From Those Wonderful Folks Who Gave You Pearl Harbor: Front-Line Dispatches from the Advertising War (Simon and Schuster)
Jerry Della Femina
Forty years after its first release, advertising legend Della Femina’s memoir of life on Madison Avenue in the 1960s has become part of the Don Draper canon, helping guide the fictional world of the television series Mad Men. Back in print to coincide with the show’s fourth season, the book offers a look at the era’s ad business that’s unencumbered by the TV show’s melodramatics and attempted profundity.

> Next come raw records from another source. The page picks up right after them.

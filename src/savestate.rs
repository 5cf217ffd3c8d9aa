//! セーブステート機能
//!
//! コントローラのレジスタとドライブの状態を保存・復元する。
//! ライブ状態（チェックポイント）は保存せず、復元後はIDLEから始まる。

use serde::{Deserialize, Serialize};
use std::fs;
use std::path::Path;

use crate::error::FdcError;
use crate::medium::FluxDisk;
use crate::time::SimTime;

/// レジスタの状態（セーブ用）
#[derive(Serialize, Deserialize, Clone, Debug, PartialEq, Eq)]
pub struct RegisterState {
    pub status: u8,
    pub track: u8,
    pub sector: u8,
    pub data: u8,
    pub control: u8,
    pub command: u8,
    pub intrq: bool,
}

/// ドライブの状態（セーブ用）
#[derive(Serialize, Deserialize, Clone, Debug)]
pub struct DriveState {
    pub cyl: usize,
    pub head: usize,
    pub motor_on: bool,
    pub rpm: u32,
    pub disk: Option<FluxDisk>,
}

/// 実行中のシーク
#[derive(Serialize, Deserialize, Clone, Copy, Debug, PartialEq, Eq)]
pub struct SeekState {
    pub target: usize,
    pub done_at: SimTime,
}

/// コントローラ全体
#[derive(Serialize, Deserialize, Clone, Debug)]
pub struct FdcState {
    pub version: u32,           // セーブフォーマットのバージョン
    pub variant: String,
    pub registers: RegisterState,
    pub drives: Vec<DriveState>,
    pub seek: Option<SeekState>,
    /// 保存時のシミュレーション時刻
    pub time: SimTime,
}

impl FdcState {
    pub const CURRENT_VERSION: u32 = 1;

    pub fn load_from<P: AsRef<Path>>(path: P) -> Result<Self, FdcError> {
        let content = fs::read_to_string(path)?;
        Ok(serde_json::from_str(&content)?)
    }

    pub fn save_to<P: AsRef<Path>>(&self, path: P) -> Result<(), FdcError> {
        let json = serde_json::to_string(self)?;
        fs::write(path, json)?;
        Ok(())
    }
}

Which isn’t to say the book’s dull: ‘We made the antics depicted on every episode of Mad Men look like Rebecca of Sunnybrook Farm,’ Della Femina writes in a new foreword. And he offers anecdotes aplenty about booze, drugs and sex — the latter of which he encouraged at his own agency, because ‘nothing got creative people to come in early and leave late better than the prospect of sexual adventure.’ But most of the memoir is concerned with the mechanics of the ad trade during a period of great creative upheaval. If in places the details are a little inside, Della Femina’s thick Brooklynese voice could belong to the raconteur on the next bar stool over. His yarns about famous and infamous pitches, success stories and burnouts, describe the end of Madison Avenue as a stuffy bastion of WASPiness and the beginning of its golden age.